- Exercise description: Copy out all the lines in the records that include the word "ResponseCache".

- Data:
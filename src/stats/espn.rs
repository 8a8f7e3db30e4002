//! ESPN stats provider (verbose stat keys).
//!
//! There is no per-player endpoint: a lookup walks the week's scoreboard,
//! then each game's boxscore, until the player turns up under their team.
//! Every response is cached so a batch fetches each document once.

use super::{StatsSource, StatsTarget};
use crate::{
    core::{get_json, ResponseCache},
    scoring::RawPlayerStats,
    Result, WeekNumber,
};
use async_trait::async_trait;
use reqwest::Client;
use serde_json::Value;
use tracing::{debug, warn};

pub const ESPN_BASE_URL: &str = "https://site.api.espn.com/apis/site/v2/sports/football/nfl";

// A playoff week has at most six games plus its scoreboard
const RESPONSE_CACHE_CAPACITY: usize = 32;

pub struct EspnSource {
    client: Client,
    base_url: String,
    cache: ResponseCache<String, Value>,
}

impl EspnSource {
    pub fn new(client: Client) -> Self {
        Self::with_base_url(client, ESPN_BASE_URL)
    }

    pub fn with_base_url(client: Client, base_url: impl Into<String>) -> Self {
        Self {
            client,
            base_url: base_url.into().trim_end_matches('/').to_string(),
            cache: ResponseCache::new(RESPONSE_CACHE_CAPACITY),
        }
    }

    pub fn scoreboard_url(&self, week: WeekNumber) -> String {
        format!("{}/scoreboard?week={}", self.base_url, week.as_u8())
    }

    async fn cached_json(&self, url: &str) -> Result<Value> {
        self.cache
            .get_or_fetch(&url.to_string(), || async {
                debug!(%url, "fetching ESPN document");
                get_json(&self.client, url).await
            })
            .await
    }
}

#[async_trait]
impl StatsSource for EspnSource {
    fn name(&self) -> &'static str {
        "ESPN"
    }

    async fn fetch_raw_stats(
        &self,
        week: WeekNumber,
        target: &StatsTarget,
    ) -> Result<Option<RawPlayerStats>> {
        let scoreboard = self.cached_json(&self.scoreboard_url(week)).await?;

        let mut last_error = None;
        for url in boxscore_links(&scoreboard) {
            let boxscore = match self.cached_json(&url).await {
                Ok(boxscore) => boxscore,
                Err(e) => {
                    warn!(%url, error = %e, "skipping boxscore");
                    last_error = Some(e);
                    continue;
                }
            };
            if let Some(stats) = find_player_stats(&boxscore, &target.team_code, &target.name) {
                return Ok(Some(stats));
            }
        }

        // The player may have been in a game that failed to load
        match last_error {
            Some(e) => Err(e),
            None => Ok(None),
        }
    }
}

/// Boxscore URLs of every game on a scoreboard
pub fn boxscore_links(scoreboard: &Value) -> Vec<String> {
    let Some(events) = scoreboard.get("events").and_then(Value::as_array) else {
        return Vec::new();
    };

    events
        .iter()
        .filter_map(|event| {
            event
                .get("links")?
                .as_array()?
                .iter()
                .find(|link| link_has_rel(link, "boxscore"))?
                .get("href")?
                .as_str()
                .map(str::to_string)
        })
        .collect()
}

fn link_has_rel(link: &Value, rel: &str) -> bool {
    match link.get("rel") {
        Some(Value::Array(rels)) => rels.iter().any(|r| r.as_str() == Some(rel)),
        Some(Value::String(s)) => s.contains(rel),
        _ => false,
    }
}

/// Stats of the first player on the matching team whose display name contains
/// `player_name`, or whose "first last" equals it (both case-insensitive).
pub fn find_player_stats(
    boxscore: &Value,
    team_code: &str,
    player_name: &str,
) -> Option<RawPlayerStats> {
    let wanted = player_name.trim().to_lowercase();

    boxscore
        .get("teams")?
        .as_array()?
        .iter()
        .filter(|team| team_matches(team, team_code))
        .filter_map(|team| team.get("players")?.as_array())
        .flatten()
        .find(|player| player_matches(player, &wanted))
        .and_then(|player| player.get("stats")?.as_object())
        .map(|stats| RawPlayerStats::from(stats.clone()))
}

fn team_field<'a>(team: &'a Value, field: &str) -> Option<&'a str> {
    team.get(field)
        .or_else(|| team.get("team")?.get(field))
        .and_then(Value::as_str)
}

fn team_matches(team: &Value, code: &str) -> bool {
    team_field(team, "displayName").is_some_and(|name| name.contains(code))
        || team_field(team, "abbreviation") == Some(code)
}

fn player_matches(player: &Value, wanted: &str) -> bool {
    let text = |field: &str| player.get(field).and_then(Value::as_str).unwrap_or_default();

    if text("displayName").to_lowercase().contains(wanted) {
        return true;
    }
    let full = format!("{} {}", text("firstName"), text("lastName"));
    full.trim().to_lowercase() == wanted
}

- Completed task:
    core::{get_json, ResponseCache},
    cache: ResponseCache<String, Value>,
            cache: ResponseCache::new(RESPONSE_CACHE_CAPACITY),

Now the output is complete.